O'Connor's characters bring to mind the concept of Edith Wharton's granite outcroppings detailed in Ethan Frome. I don't want to use the word 'grotesque' here, as every other person who describes O'Connor's work seems to do; but there is something misshapen about these people - not even just physically or mentally. Since all of these stories have a Christian and yet nihilistic them and tone about them, it's only fair to have the characters mimic such sentiments, having hunched backs and wooden legs, obstreperous dialogues and plump names.

In 'A Temple Is a Holy Ghost', O'Connor's descriptions are able to mimic the actions of the scene (much like the finale to 'A Good Man Is Hard to Find', which I won't go into because it is wildly shocking to endure). For example:
[Their mother] asked them why they called each other Temple One and Temple Two and this sent them off into gales of giggles. Finally they managed to explain. Sister Perpetua, the oldest nun at the Sisters of Mercy in Mayville, had given them a lecture on what to do if a young man should--here they laughed so hard they were not able to go on without going back to the beginning--on what to do if a young man should--they put their heads in their laps--on what to do if--they finally managed to shout it out--if he should "behave in an ungentlemanly manner with them in the back of an automobile." Sister Perpetua said they were to say, "Stop sir! I am a Temple of the Holy Ghost!" and that would put an end to it.
'The Artificial Nigger' is a gritty story about a grandfather and grandson, the latter so proud that he was born of the city and is returning for the 'second time' (the first being his birth); but when they get there both realise that they're not as cosmopolitan as they think. And when the boy gets into a bit of trouble, the grandfather, like Peter, denies his grandson.

My particular favourite story was 'The River', which perhaps gets shadowed only because it follows 'A Good Man Is Hard to Find', and it's pretty difficult to turn the page and get interested in a new tale after you read the sharp ending and the violent conclusion to the first story. But 'The River' follows more in the veins of James Joyce's 'Araby'. It's about a young boy who is sent to spend the day with a babysitter as his father is evidently incapable of dealing with his own child and his mother is in the next room bedridden with some terrible ailment. This babysitter is an older woman with children of her own and is obsessed with the Christian religion. She decides that she's taking the boy with her to see this preacher, so that he can be baptised and saved from damnation. Some quite hysterical bits occur, but what makes this so heartwrenching is when the boy returns to the river where the preacher was in order to see if he can see Jesus within. He starts to drink and drown himself in the water, hoping that just a bit of heaven can be inside him. And as the bazaar in 'Araby' destroys the boy's dreams, so does this bit of rolling water.
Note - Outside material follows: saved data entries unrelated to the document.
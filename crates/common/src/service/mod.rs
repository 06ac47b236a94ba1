//! Async boundary around the synchronous engines.
//!
//! The engines are CPU-bound and never suspend; [`VaultService`] runs them on
//! the blocking pool and fetches and publishes keyrings through a
//! [`ShareKeyProvider`].

mod memory;
mod provider;

use std::sync::Arc;

use tokio::sync::Semaphore;
use tokio::task::JoinSet;

pub use memory::{MemoryShareKeyProvider, MemoryShareKeyProviderError};
pub use provider::{ShareKeyProvider, ShareKeyProviderError};

use crate::codec::{ItemContent, VaultMetadata};
use crate::config::EngineConfig;
use crate::crypto::IdentityKey;
use crate::error::VaultCryptoError;
use crate::item::{Item, ItemCryptoEngine, ItemId};
use crate::keystore::PlatformKeystore;
use crate::migration::{MigratedItem, MigrationEngine};
use crate::share::ShareId;
use crate::vault::{
    EncryptedVaultMetadata, RotationBundle, VaultProvisioningBundle, VaultProvisioningEngine,
};

#[derive(thiserror::Error, Debug)]
pub enum ServiceError<E> {
    #[error("share key provider error: {0}")]
    Provider(#[from] ShareKeyProviderError<E>),
    #[error(transparent)]
    Crypto(#[from] VaultCryptoError),
    #[error("blocking task failed: {0}")]
    Join(#[from] tokio::task::JoinError),
}

#[derive(Debug, Clone)]
pub struct VaultService<P: ShareKeyProvider> {
    provider: P,
    items: ItemCryptoEngine,
    vaults: VaultProvisioningEngine,
    migration: MigrationEngine,
    migration_concurrency: usize,
}

impl<P: ShareKeyProvider> VaultService<P> {
    pub fn new(
        provider: P,
        keystore: Arc<dyn PlatformKeystore>,
        identity: Arc<dyn IdentityKey>,
        config: &EngineConfig,
    ) -> Self {
        let items = ItemCryptoEngine::new(keystore.clone(), identity.clone());
        VaultService {
            provider,
            vaults: VaultProvisioningEngine::with_config(keystore, identity, config),
            migration: MigrationEngine::with_config(items.clone(), config),
            items,
            migration_concurrency: config.migration_concurrency.max(1),
        }
    }

    pub fn provider(&self) -> &P {
        &self.provider
    }

    /// Provision a vault and publish its first keyring
    pub async fn create_vault(
        &self,
        metadata: VaultMetadata,
    ) -> Result<VaultProvisioningBundle, ServiceError<P::Error>> {
        let vaults = self.vaults.clone();
        let bundle =
            tokio::task::spawn_blocking(move || vaults.create_vault(&metadata)).await??;
        let keyring = bundle.keyring().map_err(VaultCryptoError::from)?;
        self.provider.publish(keyring).await?;
        Ok(bundle)
    }

    pub async fn open_vault(
        &self,
        share_id: ShareId,
        metadata: EncryptedVaultMetadata,
    ) -> Result<VaultMetadata, ServiceError<P::Error>> {
        let keyring = self.provider.keyring(share_id).await?;
        let vaults = self.vaults.clone();
        Ok(tokio::task::spawn_blocking(move || vaults.open_vault(&keyring, &metadata)).await??)
    }

    /// Mint the next rotation and publish it in one step
    pub async fn rotate(&self, share_id: ShareId) -> Result<RotationBundle, ServiceError<P::Error>> {
        let keyring = self.provider.keyring(share_id).await?;
        let vaults = self.vaults.clone();
        let (bundle, rotated) = tokio::task::spawn_blocking(move || {
            let bundle = vaults.rotate(&keyring)?;
            let rotated = bundle.apply(&keyring)?;
            Ok::<_, VaultCryptoError>((bundle, rotated))
        })
        .await??;
        self.provider.publish(rotated).await?;
        Ok(bundle)
    }

    pub async fn create_item(
        &self,
        share_id: ShareId,
        content: ItemContent,
    ) -> Result<Item, ServiceError<P::Error>> {
        let keyring = self.provider.keyring(share_id).await?;
        let items = self.items.clone();
        Ok(tokio::task::spawn_blocking(move || items.create_item(&keyring, &content)).await??)
    }

    pub async fn open_item(&self, item: Item) -> Result<ItemContent, ServiceError<P::Error>> {
        let keyring = self.provider.keyring(item.share_id).await?;
        let items = self.items.clone();
        Ok(tokio::task::spawn_blocking(move || items.open(&item, &keyring)).await??)
    }

    /// Callers serialize updates per item
    pub async fn update_item(
        &self,
        item: Item,
        content: ItemContent,
    ) -> Result<Item, ServiceError<P::Error>> {
        let keyring = self.provider.keyring(item.share_id).await?;
        let items = self.items.clone();
        Ok(tokio::task::spawn_blocking(move || items.update(&item, &keyring, &content)).await??)
    }

    pub async fn migrate_item(
        &self,
        item: Item,
        destination: ShareId,
    ) -> Result<MigratedItem, ServiceError<P::Error>> {
        let source = self.provider.keyring(item.share_id).await?;
        let destination = self.provider.keyring(destination).await?;
        let migration = self.migration.clone();
        Ok(
            tokio::task::spawn_blocking(move || migration.migrate(&item, &source, &destination))
                .await??,
        )
    }

    /// Migrate many items into `destination`, at most
    ///  `migration_concurrency` at a time
    ///
    /// Results come back in input order. Dropping the returned future
    ///  abandons whatever has not finished; nothing needs undoing since
    ///  nothing is committed until the caller persists the results.
    pub async fn migrate_items(
        &self,
        items: Vec<Item>,
        destination: ShareId,
    ) -> Result<Vec<(ItemId, Result<MigratedItem, ServiceError<P::Error>>)>, ServiceError<P::Error>>
    {
        let destination = self.provider.keyring(destination).await?;
        let semaphore = Arc::new(Semaphore::new(self.migration_concurrency));
        let mut tasks = JoinSet::new();
        let mut results: Vec<(ItemId, Option<Result<MigratedItem, ServiceError<P::Error>>>)> =
            items.iter().map(|item| (item.id, None)).collect();

        for (index, item) in items.into_iter().enumerate() {
            let source = match self.provider.keyring(item.share_id).await {
                Ok(source) => source,
                Err(e) => {
                    results[index].1 = Some(Err(e.into()));
                    continue;
                }
            };
            let permit = semaphore
                .clone()
                .acquire_owned()
                .await
                .map_err(anyhow::Error::new)
                .map_err(VaultCryptoError::from)?;
            let migration = self.migration.clone();
            let destination = destination.clone();
            tasks.spawn_blocking(move || {
                let _permit = permit;
                (index, migration.migrate(&item, &source, &destination))
            });
        }

        while let Some(joined) = tasks.join_next().await {
            let (index, migrated) = joined?;
            results[index].1 = Some(migrated.map_err(ServiceError::from));
        }

        tracing::info!(
            destination = %destination.share_id(),
            items = results.len(),
            "migrated items"
        );
        Ok(results
            .into_iter()
            .filter_map(|(id, result)| result.map(|result| (id, result)))
            .collect())
    }
}

#[cfg(test)]
mod test {
    use super::*;
    use crate::testkit::TestUser;

    fn service(user: &TestUser) -> VaultService<MemoryShareKeyProvider> {
        VaultService::new(
            MemoryShareKeyProvider::new(),
            user.keystore.clone(),
            user.identity.clone(),
            &EngineConfig::default(),
        )
    }

    #[tokio::test]
    async fn test_item_lifecycle() {
        let user = TestUser::new().unwrap();
        let service = service(&user);
        let bundle = service
            .create_vault(VaultMetadata::new("Personal", ""))
            .await
            .unwrap();
        assert_eq!(
            service
                .open_vault(bundle.share_id, bundle.metadata.clone())
                .await
                .unwrap(),
            VaultMetadata::new("Personal", "")
        );

        let item = service
            .create_item(bundle.share_id, ItemContent::note("T", "N"))
            .await
            .unwrap();
        let item = service
            .update_item(item, ItemContent::note("T", "N2"))
            .await
            .unwrap();
        assert_eq!(
            service.open_item(item).await.unwrap(),
            ItemContent::note("T", "N2")
        );
    }

    #[tokio::test]
    async fn test_rotate_publishes() {
        let user = TestUser::new().unwrap();
        let service = service(&user);
        let bundle = service
            .create_vault(VaultMetadata::new("Personal", ""))
            .await
            .unwrap();
        let item = service
            .create_item(bundle.share_id, ItemContent::note("T", "N"))
            .await
            .unwrap();

        let rotation = service.rotate(bundle.share_id).await.unwrap();
        let keyring = service.provider().keyring(bundle.share_id).await.unwrap();
        assert_eq!(keyring.active().unwrap().rotation, rotation.share_key.rotation);
        assert_eq!(
            service.open_item(item).await.unwrap(),
            ItemContent::note("T", "N")
        );
    }

    #[tokio::test]
    async fn test_unknown_share() {
        let user = TestUser::new().unwrap();
        let service = service(&user);
        let err = service
            .create_item(ShareId::new(), ItemContent::note("T", "N"))
            .await
            .unwrap_err();
        assert!(matches!(
            err,
            ServiceError::Provider(ShareKeyProviderError::ShareNotFound(_))
        ));
    }
}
What I found absolutely fascinating about this book was the fact that identity - especially self-naming - was so fluid. People interchanged their names: one woman decides to be Hulga after she thinks herself too deformed to be named Joy any longer; the young boy in 'The River' deceives his babysitter and claims his name is Bevel, like the preacher they're seeing; men and women are referred to as Mr. This or Mrs. That which kept them always at arm's length. Which seems to contradict the purpose of these stories, which bring you so close to the prejudices and cores of these characters that you feel like you've known them forever.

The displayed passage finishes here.